A potential break-up of Whitbread could be signalled as early as Wednesday’s full-year results, as speculation grows that the group is becoming more receptive to the idea of spinning off its Costa coffee division.
Activist investors that have built up stakes in the group over the past year believe that Whitbread would be best split into its two component parts, Costa and the Premier Inn hotel and restaurant chains – the latter including restaurant brands such as Brewers Fayre and Beefeater.
According to the Sunday Times, City sources believe Whitbread’s chief executive, Alison Brittain, is “not philosophically opposed” to hiving off Costa from Whitbread and believes it is a case of “when, not if”. Brittain has already announced plans to beef up the chain, including further expansion in China, and more branches in rail and air transport hubs, while continuing to cut costs across the group. Analysts are expecting Brittain to spell out more cost-cutting measures on Wednesday.

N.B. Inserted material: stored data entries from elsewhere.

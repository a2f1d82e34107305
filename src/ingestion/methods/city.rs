//! Handler for city-level pricing data (`promediosSipsaCiudad`).
//!
//! Single-batch strategy: every valid record goes through the business-key
//! upsert on (reg_id, cod_producto). Records missing regId, codProducto,
//! or a usable fechaCaptura are rejected without aborting the run.

use async_trait::async_trait;
use std::sync::Arc;
use tracing::{error, info, warn};

use super::{display_opt, missing_reason, CITY_METHOD};
use crate::error::IngestError;
use crate::ingestion::context::RunContext;
use crate::ingestion::registry::MethodHandler;
use crate::models::city_price;
use crate::repositories::CityPriceRepository;
use crate::soap::fields::millis_to_datetime;
use crate::soap::{CityRecord, RecordStream, SoapSource};

pub struct CityHandler {
    source: Arc<dyn SoapSource>,
    repository: CityPriceRepository,
    batch_size: usize,
    max_children: usize,
}

impl CityHandler {
    pub fn new(
        source: Arc<dyn SoapSource>,
        repository: CityPriceRepository,
        batch_size: usize,
        max_children: usize,
    ) -> Self {
        Self {
            source,
            repository,
            batch_size,
            max_children,
        }
    }

    async fn consume(
        &self,
        parser: &mut RecordStream<CityRecord>,
        batch: &mut Vec<city_price::Model>,
        context: &mut RunContext,
    ) -> Result<(), IngestError> {
        while let Some(record) = parser.next_record().await? {
            context.mark_seen();

            let fecha_captura = record.fecha_captura.and_then(millis_to_datetime);
            if record.reg_id.is_none() || record.cod_producto.is_none() || fecha_captura.is_none()
            {
                let raw_data = format!(
                    "regId={}, codProducto={}, fechaCaptura={}, ciudad={}, producto={}",
                    display_opt(&record.reg_id),
                    display_opt(&record.cod_producto),
                    display_opt(&record.fecha_captura),
                    display_opt(&record.ciudad),
                    display_opt(&record.producto),
                );
                let reason = missing_reason(&[
                    ("regId", record.reg_id.is_some()),
                    ("codProducto", record.cod_producto.is_some()),
                    ("fechaCaptura", fecha_captura.is_some()),
                ]);
                context.add_reject(raw_data, reason);
                continue;
            }

            let (Some(reg_id), Some(cod_producto), Some(fecha_captura)) =
                (record.reg_id, record.cod_producto, fecha_captura)
            else {
                continue;
            };

            batch.push(city_price::Model {
                id: 0,
                reg_id,
                ciudad: record.ciudad,
                cod_producto,
                producto: record.producto,
                fecha_captura,
                fecha_creacion: record.fecha_creacion.and_then(millis_to_datetime),
                precio_promedio: record.precio_promedio,
                enviado: record.enviado,
                fecha_ingestion: None,
                ingestion_run_id: context.run_id(),
            });

            if batch.len() >= self.batch_size {
                self.flush(batch, context).await?;
            }
        }
        Ok(())
    }

    async fn flush(
        &self,
        batch: &mut Vec<city_price::Model>,
        context: &mut RunContext,
    ) -> Result<(), IngestError> {
        if batch.is_empty() {
            return Ok(());
        }
        let outcome = self.repository.flush(std::mem::take(batch)).await?;
        context.add_inserted(outcome.inserted);
        Ok(())
    }
}

#[async_trait]
impl MethodHandler for CityHandler {
    fn method_name(&self) -> &'static str {
        CITY_METHOD
    }

    async fn execute(&self, context: &mut RunContext) -> Result<(), IngestError> {
        let body = self.source.stream(CITY_METHOD).await?;
        let mut parser: RecordStream<CityRecord> = RecordStream::new(body, self.max_children);
        let mut batch: Vec<city_price::Model> = Vec::with_capacity(self.batch_size);

        match self.consume(&mut parser, &mut batch, context).await {
            Ok(()) => {
                self.flush(&mut batch, context).await?;
                info!(
                    method_name = CITY_METHOD,
                    seen = context.records_seen(),
                    rejected = context.reject_count(),
                    "SOAP method completed"
                );
                Ok(())
            }
            Err(err) => {
                warn!(
                    seen = context.records_seen(),
                    "Error during ingestion, attempting to save partial progress"
                );
                if let Err(flush_err) = self.flush(&mut batch, context).await {
                    error!(error = %flush_err, "Failed to save partial progress");
                } else {
                    info!(
                        inserted = context.records_inserted(),
                        "Saved partial progress before failure"
                    );
                }
                Err(err)
            }
        }
    }
}
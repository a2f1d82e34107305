//! Streaming HTTP client for the SIPSA SOAP web service.
//!
//! Bypasses any envelope object mapping: the request is a small fixed SOAP
//! 1.2 envelope and the response body is handed to the caller as an async
//! byte stream for incremental parsing. Memory stays flat regardless of
//! response size.
//!
//! Retry policy: 5xx statuses, timeouts, and connect failures retry with
//! exponential backoff (`retry_backoff_ms * 2^(attempt-1)`) up to
//! `max_retries`; 4xx statuses fail immediately. SOAP faults inside a 2xx
//! body are the parser's concern.

use async_trait::async_trait;
use futures::TryStreamExt;
use reqwest::header::CONTENT_TYPE;
use std::time::Duration;
use tokio::io::AsyncBufRead;
use tokio_util::io::StreamReader;
use tracing::{info, warn};

use crate::config::SoapConfig;
use crate::error::IngestError;

/// Lazily consumed SOAP response body.
pub type BodyStream = Box<dyn AsyncBufRead + Send + Unpin>;

/// Streaming fetcher seam; one lazy byte stream per SOAP method.
#[async_trait]
pub trait SoapSource: Send + Sync {
    async fn stream(&self, method_name: &str) -> Result<BodyStream, IngestError>;
}

/// Production [`SoapSource`] backed by reqwest.
pub struct SoapClient {
    http: reqwest::Client,
    config: SoapConfig,
}

enum CallError {
    Retryable(IngestError),
    NonRetryable(IngestError),
}

impl SoapClient {
    pub fn new(config: SoapConfig) -> Result<Self, IngestError> {
        let http = reqwest::Client::builder()
            .connect_timeout(Duration::from_millis(config.connect_timeout_ms))
            .read_timeout(Duration::from_millis(config.read_timeout_ms))
            .gzip(true)
            .build()
            .map_err(|e| {
                IngestError::Configuration(format!("failed to build SOAP HTTP client: {e}"))
            })?;

        Ok(Self { http, config })
    }

    /// Wraps the named empty request element in a SOAP 1.2 envelope.
    fn envelope(&self, method_name: &str) -> String {
        format!(
            "<?xml version=\"1.0\" encoding=\"utf-8\"?>\
             <soap12:Envelope xmlns:xsi=\"http://www.w3.org/2001/XMLSchema-instance\" \
             xmlns:xsd=\"http://www.w3.org/2001/XMLSchema\" \
             xmlns:soap12=\"http://www.w3.org/2003/05/soap-envelope\">\
             <soap12:Body>\
             <ns:{method_name} xmlns:ns=\"{namespace}\"/>\
             </soap12:Body>\
             </soap12:Envelope>",
            namespace = self.config.namespace,
        )
    }

    async fn execute_call(&self, envelope: &str) -> Result<BodyStream, CallError> {
        let response = self
            .http
            .post(&self.config.endpoint)
            .header(CONTENT_TYPE, "application/soap+xml; charset=utf-8")
            .body(envelope.to_string())
            .send()
            .await
            .map_err(|e| {
                CallError::Retryable(IngestError::external(
                    format!("SOAP transport error: {e}"),
                    None,
                ))
            })?;

        let status = response.status();
        if status.is_success() {
            // A 2xx body may still carry a SOAP fault; the stream cannot be
            // peeked without consuming it, so fault detection is delegated
            // to the pull parser.
            let stream = response
                .bytes_stream()
                .map_err(|e| std::io::Error::other(e.to_string()));
            Ok(Box::new(StreamReader::new(Box::pin(stream))) as BodyStream)
        } else if status.is_server_error() {
            Err(CallError::Retryable(IngestError::external(
                format!("Server Error {}", status.as_u16()),
                Some(status.as_u16()),
            )))
        } else {
            Err(CallError::NonRetryable(IngestError::external(
                format!("HTTP Client Error {}", status.as_u16()),
                Some(status.as_u16()),
            )))
        }
    }
}

#[async_trait]
impl SoapSource for SoapClient {
    async fn stream(&self, method_name: &str) -> Result<BodyStream, IngestError> {
        let envelope = self.envelope(method_name);
        let mut last_error: Option<IngestError> = None;

        for attempt in 0..=self.config.max_retries {
            if attempt > 0 {
                let backoff = self.config.retry_backoff_ms * 2u64.pow(attempt - 1);
                info!(
                    method_name,
                    attempt,
                    max_retries = self.config.max_retries,
                    backoff_ms = backoff,
                    "Retrying SOAP call"
                );
                tokio::time::sleep(Duration::from_millis(backoff)).await;
            }

            match self.execute_call(&envelope).await {
                Ok(stream) => return Ok(stream),
                Err(CallError::NonRetryable(err)) => {
                    warn!(method_name, error = %err, "Non-retryable SOAP error");
                    return Err(err);
                }
                Err(CallError::Retryable(err)) => {
                    warn!(method_name, attempt, error = %err, "Retryable SOAP error");
                    last_error = Some(err);
                }
            }
        }

        let http_status = last_error.as_ref().and_then(|e| e.upstream_status());
        Err(IngestError::external(
            format!(
                "SOAP call failed after {} retries: {}",
                self.config.max_retries,
                last_error
                    .map(|e| e.to_string())
                    .unwrap_or_else(|| "unknown error".to_string())
            ),
            http_status.map(|s| s as u16),
        ))
    }
}

#[cfg(test)]
mod tests {
    use super::*;

    #[test]
    fn envelope_wraps_method_in_configured_namespace() {
        let client = SoapClient::new(SoapConfig::default()).unwrap();
        let envelope = client.envelope("promediosSipsaCiudad");

        assert!(envelope.contains("<soap12:Envelope"));
        assert!(envelope.contains(
            "<ns:promediosSipsaCiudad xmlns:ns=\"http://ws.sipsa.dane.gov.co/\"/>"
        ));
        assert!(envelope.contains("<soap12:Body>"));
    }
}
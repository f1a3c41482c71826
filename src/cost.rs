/// The cost policy of the edit-distance engine.
///
/// Each of the three edit operations is priced independently, per label.
/// The triangle-inequality and symmetry properties of the resulting distance
/// hold only if the model itself satisfies them, as [Unit] does.
pub trait CostModel {
    /// The cost of deleting a node with the given label.
    fn delete(&self, label: &str) -> usize;

    /// The cost of inserting a node with the given label.
    fn insert(&self, label: &str) -> usize;

    /// The cost of relabeling `from` into `to`.
    ///
    /// Relabeling to an identical label should cost zero.
    fn relabel(&self, from: &str, to: &str) -> usize;
}

/// The unit cost model: delete, insert, and relabel each cost exactly 1, and
/// relabeling a node to an identical label costs 0.
#[derive(Debug, Default, Copy, Clone, Eq, PartialEq, Hash)]
pub struct Unit;

impl CostModel for Unit {
    fn delete(&self, _: &str) -> usize {
        1
    }

    fn insert(&self, _: &str) -> usize {
        1
    }

    fn relabel(&self, from: &str, to: &str) -> usize {
        usize::from(from != to)
    }
}

#[cfg(test)]
mod tests {
    use super::*;

    #[test]
    fn relabeling_to_the_same_label_is_free() {
        assert_eq!(Unit.relabel("a", "a"), 0);
        assert_eq!(Unit.relabel("a", "b"), 1);
    }
}
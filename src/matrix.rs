use std::ops::{Index, IndexMut};

/// A dense 2D table of distances, stored as a flat row-major buffer.
///
/// Backs both the memo of subtree distances and the forest-distance working
/// table; a single allocation with row-stride indexing replaces the nested
/// vector-of-vectors a textbook formulation would allocate per node pair.
#[derive(Debug, Clone, Eq, PartialEq)]
pub struct Matrix {
    cols: usize,
    cells: Box<[usize]>,
}

impl Matrix {
    /// A zero-filled matrix with the given dimensions.
    pub(crate) fn new(rows: usize, cols: usize) -> Self {
        Matrix {
            cols,
            cells: vec![0; rows * cols].into(),
        }
    }

    /// The number of rows.
    pub fn rows(&self) -> usize {
        match self.cols {
            0 => 0,
            cols => self.cells.len() / cols,
        }
    }

    /// The number of columns.
    pub fn cols(&self) -> usize {
        self.cols
    }
}

impl Index<(usize, usize)> for Matrix {
    type Output = usize;

    fn index(&self, (row, col): (usize, usize)) -> &Self::Output {
        debug_assert!(col < self.cols);
        &self.cells[row * self.cols + col]
    }
}

impl IndexMut<(usize, usize)> for Matrix {
    fn index_mut(&mut self, (row, col): (usize, usize)) -> &mut Self::Output {
        debug_assert!(col < self.cols);
        &mut self.cells[row * self.cols + col]
    }
}
use loop_spaces_core::{HotkeyError, OverlayError, SpaceError};

use std::{panic::Location, result::Result as StdResult};

use error_location::ErrorLocation;
use thiserror::Error;

/// Application-level errors for the loop-spaces binary.
///
/// All variants include `ErrorLocation` for call-site tracking.
#[derive(Error, Debug)]
pub enum AppError {
    /// Global hotkey error from loop-spaces-core.
    #[error("Hotkey error: {source} {location}")]
    Hotkey {
        /// The underlying hotkey error.
        #[source]
        source: HotkeyError,
        /// Location where this error was created.
        location: ErrorLocation,
    },

    /// Overlay presentation error from loop-spaces-core.
    #[error("Overlay error: {source} {location}")]
    Overlay {
        /// The underlying overlay error.
        #[source]
        source: OverlayError,
        /// Location where this error was created.
        location: ErrorLocation,
    },

    /// Space provider error from loop-spaces-core.
    #[error("Space error: {source} {location}")]
    Space {
        /// The underlying space error.
        #[source]
        source: SpaceError,
        /// Location where this error was created.
        location: ErrorLocation,
    },

    /// Configuration loading or saving error.
    #[error("Configuration error: {reason} {location}")]
    ConfigError {
        /// Human-readable reason for failure.
        reason: String,
        /// Location where this error was created.
        location: ErrorLocation,
    },

    /// Tray icon or menu setup error.
    #[error("Tray error: {reason} {location}")]
    TrayError {
        /// Human-readable reason for failure.
        reason: String,
        /// Location where this error was created.
        location: ErrorLocation,
    },

    /// IO error from filesystem operations.
    #[error("IO error: {source} {location}")]
    IoError {
        /// The underlying IO error.
        #[source]
        source: std::io::Error,
        /// Location where this error was created.
        location: ErrorLocation,
    },
}

// Manual From impls with location tracking.
// Cannot use #[from] because it does not support extra fields.
impl From<HotkeyError> for AppError {
    #[track_caller]
    fn from(source: HotkeyError) -> Self {
        AppError::Hotkey {
            source,
            location: ErrorLocation::from(Location::caller()),
        }
    }
}

impl From<OverlayError> for AppError {
    #[track_caller]
    fn from(source: OverlayError) -> Self {
        AppError::Overlay {
            source,
            location: ErrorLocation::from(Location::caller()),
        }
    }
}

impl From<SpaceError> for AppError {
    #[track_caller]
    fn from(source: SpaceError) -> Self {
        AppError::Space {
            source,
            location: ErrorLocation::from(Location::caller()),
        }
    }
}

impl From<std::io::Error> for AppError {
    #[track_caller]
    fn from(source: std::io::Error) -> Self {
        AppError::IoError {
            source,
            location: ErrorLocation::from(Location::caller()),
        }
    }
}

/// Convenience type alias for Results using `AppError`.
pub type Result<T> = StdResult<T, AppError>;
use crate::{
    AppError, AppResult, OverlayWindow, OverlayWindowFactory, ProxyTriggerSink, TrayAction,
    TrayManager, UserEvent, config::Config, key_mapping, notifier,
};

use std::sync::{Arc, Mutex, PoisonError};

use loop_spaces_core::{
    GlobalHotkeyBackend, HotkeyRegistry, InMemorySpaceProvider, OverlayController,
    SelectableItem, SpaceProvider, TriggerSink,
};
use tao::{
    event::{ElementState, WindowEvent},
    event_loop::{EventLoopProxy, EventLoopWindowTarget},
    window::WindowId,
};
use tracing::{debug, error, info, instrument, warn};
use tray_icon::menu::MenuEvent;

/// What the event loop should do after an event is handled.
#[derive(Debug, Clone, Copy, PartialEq, Eq)]
pub enum LoopAction {
    /// Keep waiting for events.
    Continue,
    /// Leave the event loop.
    Exit,
}

/// Main application, owned by the event loop closure on the main thread.
pub struct App {
    config: Config,
    registry: HotkeyRegistry<GlobalHotkeyBackend>,
    overlay: OverlayController<OverlayWindow>,
    spaces: InMemorySpaceProvider,
    tray: TrayManager,
    proxy: EventLoopProxy<UserEvent>,
}

impl App {
    /// Load config, create the tray and register the hotkey.
    ///
    /// A hotkey that cannot be registered is reported but does not stop the
    /// app, so the user can fix the config and reload.
    #[track_caller]
    #[instrument(skip(proxy))]
    pub fn start(proxy: EventLoopProxy<UserEvent>) -> AppResult<Self> {
        let config = Config::load()?;

        let sink: Arc<dyn TriggerSink> = Arc::new(ProxyTriggerSink::new(proxy.clone()));
        let registry = HotkeyRegistry::new(GlobalHotkeyBackend::new(), sink);
        let tray = TrayManager::new()?;
        forward_menu_events(proxy.clone());

        let mut app = Self {
            spaces: InMemorySpaceProvider::new(config.spaces.count),
            config,
            registry,
            overlay: OverlayController::new(),
            tray,
            proxy,
        };

        app.register_hotkey();

        info!("LoopSpaces started");

        Ok(app)
    }

    /// Handle an event posted through the proxy.
    pub fn handle_user_event(
        &mut self,
        event: UserEvent,
        target: &EventLoopWindowTarget<UserEvent>,
    ) -> LoopAction {
        match event {
            UserEvent::Hotkey(trigger) => {
                self.registry.dispatch(trigger);
            }
            UserEvent::ToggleSwitcher => self.toggle_switcher(target),
            UserEvent::SpaceChosen(item) => self.switch_to(item),
            UserEvent::SwitcherDismissed => self.overlay.hide(),
            UserEvent::Menu(id) => match self.tray.action_for(&id) {
                Some(TrayAction::ReloadSettings) => self.apply_settings(Config::load(), "reloaded"),
                Some(TrayAction::ResetPreferences) => {
                    self.apply_settings(Config::reset(), "reset to defaults")
                }
                Some(TrayAction::Quit) => {
                    self.shutdown();
                    return LoopAction::Exit;
                }
                None => debug!(menu_id = ?id, "Unknown menu item"),
            },
        }

        LoopAction::Continue
    }

    /// Route key presses and close requests on the switcher window.
    pub fn handle_window_event(&mut self, window_id: WindowId, event: WindowEvent<'_>) {
        if self.overlay.surface().map(OverlayWindow::id) != Some(window_id) {
            return;
        }

        match event {
            WindowEvent::KeyboardInput { event, .. } if event.state == ElementState::Pressed => {
                let key = key_mapping::selection_key(event.physical_key);
                let disposition = self.overlay.handle_key(key);
                debug!(?key, ?disposition, "Switcher key");
            }
            WindowEvent::CloseRequested => self.overlay.hide(),
            _ => {}
        }
    }

    /// Hide the switcher and release the hotkey.
    pub fn shutdown(&mut self) {
        self.overlay.hide();
        self.registry.unregister();
        info!("LoopSpaces shutting down");
    }

    fn toggle_switcher(&mut self, target: &EventLoopWindowTarget<UserEvent>) {
        let items = self.spaces.list_items();
        let factory = OverlayWindowFactory::new(target, &self.config.switcher);

        let commit_proxy = self.proxy.clone();
        let cancel_proxy = self.proxy.clone();

        let result = self.overlay.toggle(
            &factory,
            items,
            move |item| {
                if commit_proxy.send_event(UserEvent::SpaceChosen(item)).is_err() {
                    warn!("Event loop closed, space selection dropped");
                }
            },
            move || {
                if cancel_proxy.send_event(UserEvent::SwitcherDismissed).is_err() {
                    warn!("Event loop closed, dismissal dropped");
                }
            },
        );

        match result {
            Ok(state) => debug!(?state, "Switcher toggled"),
            Err(e) => error!(error = ?AppError::from(e), "Failed to show switcher"),
        }
    }

    fn switch_to(&mut self, item: SelectableItem) {
        self.overlay.hide();

        match self.spaces.activate(item.id) {
            Ok(()) => info!(space_id = item.id, "Switched space"),
            Err(e) => error!(error = ?AppError::from(e), "Failed to switch space"),
        }
    }

    /// Switch to freshly loaded or reset settings and re-register the hotkey.
    fn apply_settings(&mut self, loaded: AppResult<Config>, what: &str) {
        match loaded {
            Ok(config) => {
                self.overlay.hide();
                self.spaces = InMemorySpaceProvider::new(config.spaces.count);
                self.config = config;
                self.register_hotkey();
                info!("Settings {}", what);
            }
            Err(e) => {
                error!(error = ?e, "Failed to apply settings, keeping current ones");
            }
        }
    }

    fn register_hotkey(&mut self) {
        let proxy = self.proxy.clone();

        let result = self.config.hotkey.binding().and_then(|binding| {
            self.registry
                .register(binding, move || {
                    if proxy.send_event(UserEvent::ToggleSwitcher).is_err() {
                        warn!("Event loop closed, toggle dropped");
                    }
                })
                .map(|()| binding)
                .map_err(Into::into)
        });

        match result {
            Ok(binding) => info!(%binding, "Switcher hotkey registered"),
            Err(e) => {
                error!(error = ?e, "Failed to register switcher hotkey");
                let shortcut = self
                    .config
                    .hotkey
                    .binding()
                    .map(|binding| binding.to_string())
                    .unwrap_or_else(|_| self.config.hotkey.key.clone());
                notifier::hotkey_unavailable(&shortcut, &e);
            }
        }

        // A config error leaves the previous binding live.
        if let Err(e) = self.tray.set_binding(self.registry.binding().as_ref()) {
            warn!(error = ?e, "Failed to update tray tooltip");
        }
    }
}

/// Post tray menu clicks onto the event loop.
fn forward_menu_events(proxy: EventLoopProxy<UserEvent>) {
    let proxy = Mutex::new(proxy);

    MenuEvent::set_event_handler(Some(move |event: MenuEvent| {
        let proxy = proxy.lock().unwrap_or_else(PoisonError::into_inner);
        if proxy.send_event(UserEvent::Menu(event.id)).is_err() {
            warn!("Event loop closed, menu event dropped");
        }
    }));
}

Trouble’s brewing all over Whitbread group
Pressure for a break-up has been brought to bear by US hedge funds, which have increased their shareholding in recent months. Elliott Advisors last week announced it now had a stake in Whitbread of more than 6%, becoming the largest investor in the company, and is expected to add to its £400m investment.
While it has made no formal comment, Elliott’s position is understood to be that Costa should be a separate entity from the Whitbread group, as Costa and Premier Inn are largely run as separate businesses with minimal overlap in the management teams. In this thesis, Whitbread is trading at a discount as one corporate entity, and creating a standalone Costa would boost the value of both relatively painlessly by up to 40%, or £3bn – an idea treated with some scepticism by other industry observers.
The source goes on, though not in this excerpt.